Caso 2: Aeromobile in leasing dall'estero coinvolto in incidente
Una compagnia aerea italiana opera in leasing un aeromobile immatricolato in Irlanda su una rotta europea; l'aeromobile subisce un incidente in Francia. Tizio, direttore operativo della compagnia, si interfaccia con il consolato italiano a Parigi che informa l'ANSV, il Ministero degli Affari Esteri e l'ENAC. L'ANSV nomina un rappresentante accreditato all'inchiesta condotta dall'autorità investigativa francese (BEA), in quanto l'esercente ha sede in Italia.
Caso 3: Incidente con vittime italiane all'estero
Un aeromobile italiano di linea subisce un incidente grave in un aeroporto straniero con diversi feriti tra i passeggeri italiani. Caio, console italiano nella città interessata, comunica immediatamente il fatto all'ANSV, al Ministero degli Affari Esteri e all'ENAC, e attiva contestualmente i servizi consolari per l'assistenza ai feriti, il contatto con le famiglie in Italia e la gestione delle procedure di rimpatrio d'urgenza.
Domande frequenti
Chi informa l'ANSV quando un aeromobile italiano subisce un incidente all'estero?
L'autorità consolare italiana nel Paese straniero dove è avvenuto l'incidente informa l'ANSV, il Ministero degli Affari Esteri e l'ENAC, secondo quanto previsto dall'art. 832 del Codice della navigazione.
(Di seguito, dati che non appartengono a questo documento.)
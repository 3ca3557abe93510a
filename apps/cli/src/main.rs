//! ProspectCue CLI — inspect and replay the CRM customization engine.
//!
//! Classifies CRM routes and replays scripted click sessions against the
//! navigation watcher, showing which customization pipelines would run.

mod commands;

use clap::Parser;
use color_eyre::eyre::Result;

use commands::Cli;

#[tokio::main]
async fn main() -> Result<()> {
    color_eyre::install()?;
    let cli = Cli::parse();
    commands::init_tracing(&cli);
    commands::run(cli).await
}
impl Drop for PendingGuard {
    fn drop(&mut self) {
        if self.0.fetch_sub(1, Ordering::SeqCst) == 1 {
            debug!("watcher idle");
        }
    }
}

impl NavigationWatcher {
    pub fn new(host: Arc<dyn Host>, dispatcher: Arc<Dispatcher>, config: WatcherConfig) -> Self {
        Self {
            host,
            dispatcher,
            config,
            pending: Arc::new(AtomicUsize::new(0)),
        }
    }

    pub fn state(&self) -> WatcherState {
        if self.pending.load(Ordering::SeqCst) == 0 {
            WatcherState::Idle
        } else {
            WatcherState::AwaitingSettle
        }
    }

    /// Capture the click synchronously: current route plus anchor destination.
    pub fn capture(&self, click: &ClickEvent) -> NavigationObservation {
        let base = self.host.current_url();
        let path_at_click = PageLocation::from_url(&base).route();

        let anchor_href = match click.anchor_destination(&base) {
            Ok(Some(href)) => {
                log(&format!("click was on an anchor element: {href}"), ConsoleColor::Yellow);
                Some(href)
            }
            Ok(None) => {
                log("click was not on an anchor element", ConsoleColor::Yellow);
                None
            }
            Err(e) => {
                color_log(
                    "could not resolve clicked anchor",
                    ConsoleColor::Orange,
                    Some(&json!({ "error": e.to_string() })),
                );
                None
            }
        };

        NavigationObservation {
            path_at_click,
            anchor_href,
        }
    }

    /// Capture `click` now and mark a settle check as pending.
    fn arm(&self, click: &ClickEvent) -> ArmedCheck {
        let observation = self.capture(click);
        if self.pending.fetch_add(1, Ordering::SeqCst) == 0 {
            debug!(path = %observation.path_at_click, "watcher awaiting settle");
        }
        ArmedCheck {
            observation,
            guard: PendingGuard(self.pending.clone()),
        }
    }

    /// The settle check for an armed click, to be polled later.
    fn settle_later(&self, armed: ArmedCheck) -> impl Future<Output = Decision> + Send + use<> {
        let watcher = self.clone();

        async move {
            let ArmedCheck { observation, guard } = armed;
            let _guard = guard;
            tokio::time::sleep(watcher.config.settle_delay).await;
            watcher.settle(observation).await
        }
    }

    /// Handle one click: capture it and schedule its settle check.
    pub fn observe(&self, click: &ClickEvent) -> JoinHandle<Decision> {
        tokio::spawn(self.settle_later(self.arm(click)))
    }

    async fn settle(&self, observation: NavigationObservation) -> Decision {
        let settled = self.host.location();
        let decision = decide(&observation, &settled);

        debug!(
            before = %observation.path_at_click,
            after = %settled.route(),
            hash = %settled.hash,
            ?decision,
            "click settled"
        );

        match decision {
            Decision::InPageAnchor => {
                log("in-page anchor on contact page, skipping", ConsoleColor::Blue);
            }
            Decision::Run { kind, reason } => {
                log(&format!("{reason}, running {kind} customizations"), ConsoleColor::Yellow);
                self.dispatcher.dispatch(kind).await;
            }
            Decision::Ignore => {}
        }

        decision
    }

    /// Install the click listener.
    ///
    /// Clicks go through [`WatcherHandle::click`], which captures them on the
    /// caller's side. The listener runs until the handle is joined, then waits
    /// for pending settle checks.
    pub fn install(self) -> WatcherHandle {
        info!(settle_delay_ms = self.config.settle_delay.as_millis(), "navigation watcher installed");

        let (clicks, mut armed) = mpsc::unbounded_channel::<ArmedCheck>();
        let listener = self.clone();

        let task = tokio::spawn(async move {
            let mut checks = JoinSet::new();
            let mut stats = WatcherStats::default();

            loop {
                tokio::select! {
                    check = armed.recv() => match check {
                        Some(check) => {
                            stats.clicks += 1;
                            checks.spawn(listener.settle_later(check));
                        }
                        None => break,
                    },
                    Some(done) = checks.join_next(), if !checks.is_empty() => stats.record(done),
                }
            }

            while let Some(done) = checks.join_next().await {
                stats.record(done);
            }

            info!(clicks = stats.clicks, "navigation watcher stopped");
            stats
        });

        WatcherHandle {
            watcher: self,
            clicks,
            task,
        }
    }
}

/// A click captured at the moment it fired, with its pending mark held.
struct ArmedCheck {
    observation: NavigationObservation,
    guard: PendingGuard,
}

/// Handle to an installed watcher.
pub struct WatcherHandle {
    watcher: NavigationWatcher,
    clicks: mpsc::UnboundedSender<ArmedCheck>,
    task: JoinHandle<WatcherStats>,
}

impl WatcherHandle {
    /// Deliver a click. The route and anchor are captured before this returns,
    /// so the router may move the location right after.
    pub fn click(&self, click: &ClickEvent) -> Result<()> {
        let armed = self.watcher.arm(click);
        self.clicks
            .send(armed)
            .map_err(|_| ProspectCueError::Task("navigation watcher is not running".into()))
    }

    pub fn state(&self) -> WatcherState {
        self.watcher.state()
    }

    /// Stop accepting clicks, then wait for pending settle checks to drain.
    pub async fn join(self) -> Result<WatcherStats> {
        let Self { clicks, task, .. } = self;
        drop(clicks);
        task.await.map_err(|e| {
            warn!(error = %e, "navigation watcher task failed");
            ProspectCueError::Task(e.to_string())
        })
    }
}
//! Shared types, error model, and configuration for ProspectCue.
//!
//! This crate is the foundation depended on by all other ProspectCue crates.
//! It provides:
//! - [`ProspectCueError`] — the unified error type
//! - Domain types ([`PageKind`], [`ConsoleColor`], [`AugmentationState`])
//! - Configuration ([`AppConfig`], [`WatcherConfig`], config loading)

pub mod config;
pub mod error;
pub mod types;

// Re-export public API at crate root for ergonomic imports.
pub use config::{
    AppConfig, LogFormat, LoggingConfig, SETTLE_DELAY, WatcherConfig, WatcherSection, config_dir,
    config_file_path, init_config, load_config, load_config_from,
};
pub use error::{ProspectCueError, Result};
pub use types::{AddressDivs, AugmentationSnapshot, AugmentationState, ConsoleColor, PageKind};
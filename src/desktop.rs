//! The OS seam both action surfaces depend on.
//!
//! [`Desktop`] abstracts the three OS facilities this crate touches: the
//! input-injection entry point, the cursor-position query, and the
//! primary-display metrics query. The Windows implementation is
//! [`SystemDesktop`](crate::backends::windows::SystemDesktop); tests drive
//! the surfaces through in-memory implementations instead of the real input
//! stream.

use crate::error::{InputError, InputResult};
use crate::event::InputEvent;
use crate::point::Point;

/// Access to the OS input facilities.
pub trait Desktop {
    /// Submit one synthetic event to the OS input stream.
    ///
    /// Returns the number of events the OS accepted (0 or 1). Zero is a
    /// non-fatal condition; implementations must not retry or panic. No
    /// validation is performed beyond what the OS itself does — malformed
    /// flag combinations pass through and the OS behavior governs the
    /// outcome.
    fn inject(&mut self, event: &InputEvent) -> u32;

    /// Current cursor position in pixels.
    fn cursor_position(&self) -> InputResult<Point>;

    /// Primary-display width and height in pixels.
    ///
    /// Queried fresh on every call — never cached — so absolute-coordinate
    /// normalization tracks live display reconfiguration. `Ok` implies both
    /// dimensions are positive.
    fn screen_size(&self) -> InputResult<(i32, i32)>;
}

/// Inject one event, turning a zero-accept into [`InputError::Rejected`].
///
/// The surfaces ignore rejection by design; this helper is for callers that
/// need to observe it.
pub fn inject_checked<D: Desktop>(desktop: &mut D, event: &InputEvent) -> InputResult<()> {
    if desktop.inject(event) == 0 {
        Err(InputError::Rejected)
    } else {
        Ok(())
    }
}
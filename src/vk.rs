//! Virtual-key codes.
//!
//! A subset of the Win32 `VK_*` table covering the keys automation scripts
//! reach for most: modifiers, the navigation cluster, editing keys, locks,
//! the numeric keypad, and function keys.
//!
//! Letters and digits have no named constants; their virtual-key code equals
//! the ASCII value of the uppercase character, so `b'A' as u16` and
//! `b'7' as u16` are the idiomatic spellings.

pub const CANCEL: u16 = 0x03;
pub const BACK: u16 = 0x08;
pub const TAB: u16 = 0x09;
pub const RETURN: u16 = 0x0D;
pub const SHIFT: u16 = 0x10;
pub const CONTROL: u16 = 0x11;
/// ALT.
pub const MENU: u16 = 0x12;
pub const PAUSE: u16 = 0x13;
/// CAPS LOCK.
pub const CAPITAL: u16 = 0x14;
pub const ESCAPE: u16 = 0x1B;
pub const SPACE: u16 = 0x20;
/// PAGE UP.
pub const PRIOR: u16 = 0x21;
/// PAGE DOWN.
pub const NEXT: u16 = 0x22;
pub const END: u16 = 0x23;
pub const HOME: u16 = 0x24;
pub const LEFT: u16 = 0x25;
pub const UP: u16 = 0x26;
pub const RIGHT: u16 = 0x27;
pub const DOWN: u16 = 0x28;
/// PRINT SCREEN.
pub const SNAPSHOT: u16 = 0x2C;
pub const INSERT: u16 = 0x2D;
pub const DELETE: u16 = 0x2E;
pub const LWIN: u16 = 0x5B;
pub const RWIN: u16 = 0x5C;
pub const NUMPAD0: u16 = 0x60;
pub const NUMPAD1: u16 = 0x61;
pub const NUMPAD2: u16 = 0x62;
pub const NUMPAD3: u16 = 0x63;
pub const NUMPAD4: u16 = 0x64;
pub const NUMPAD5: u16 = 0x65;
pub const NUMPAD6: u16 = 0x66;
pub const NUMPAD7: u16 = 0x67;
pub const NUMPAD8: u16 = 0x68;
pub const NUMPAD9: u16 = 0x69;
pub const MULTIPLY: u16 = 0x6A;
pub const ADD: u16 = 0x6B;
pub const SEPARATOR: u16 = 0x6C;
pub const SUBTRACT: u16 = 0x6D;
pub const DECIMAL: u16 = 0x6E;
/// Numeric-keypad divide.
pub const DIVIDE: u16 = 0x6F;
pub const F1: u16 = 0x70;
pub const F2: u16 = 0x71;
pub const F3: u16 = 0x72;
pub const F4: u16 = 0x73;
pub const F5: u16 = 0x74;
pub const F6: u16 = 0x75;
pub const F7: u16 = 0x76;
pub const F8: u16 = 0x77;
pub const F9: u16 = 0x78;
pub const F10: u16 = 0x79;
pub const F11: u16 = 0x7A;
pub const F12: u16 = 0x7B;
pub const NUMLOCK: u16 = 0x90;
/// SCROLL LOCK.
pub const SCROLL: u16 = 0x91;
pub const LSHIFT: u16 = 0xA0;
pub const RSHIFT: u16 = 0xA1;
pub const LCONTROL: u16 = 0xA2;
pub const RCONTROL: u16 = 0xA3;
/// Left ALT.
pub const LMENU: u16 = 0xA4;
/// Right ALT.
pub const RMENU: u16 = 0xA5;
L'ANSV può condurre l'inchiesta su un incidente avvenuto all'estero a un aeromobile italiano?
Sì, in base all'art. 826, comma 2, l'ANSV può condurre l'inchiesta tecnica su incidenti all'estero a aeromobili italiani qualora nessun altro Stato la effettui. In caso contrario, nomina un rappresentante accreditato all'inchiesta condotta dallo Stato di occorrenza.
Cosa cambia dopo la L. 128/1998 per la definizione di straniero nel Codice della navigazione?
La L. 128/1998 ha chiarito che straniero si riferisce solo a soggetti di Stati non UE. Per gli operatori e gli aeromobili degli altri Stati membri, si applicano i meccanismi di coordinamento europei previsti dal Regolamento UE 996/2010 e dalla rete ENCASIA, senza necessità di procedure diplomatiche.
Come vengono tutelate le vittime italiane di incidenti aerei all'estero?
Il consolato italiano assiste le vittime e i loro familiari nelle procedure di identificazione, rimpatrio e documentazione. Sul piano risarcitorio, si applicano le convenzioni internazionali (in particolare la Convenzione di Montréal del 1999 per il trasporto aereo internazionale) che stabiliscono la responsabilità dell'operatore.
Cosa succede se l'incidente avviene in un Paese che non è parte della Convenzione di Chicago?
Il quadro diventa più complesso: l'ANSV e il Ministero degli Affari Esteri devono operare attraverso canali diplomatici diretti per ottenere le informazioni necessarie e garantire la partecipazione italiana all'inchiesta. L'ICAO svolge in questi casi un ruolo di mediazione e facilitazione.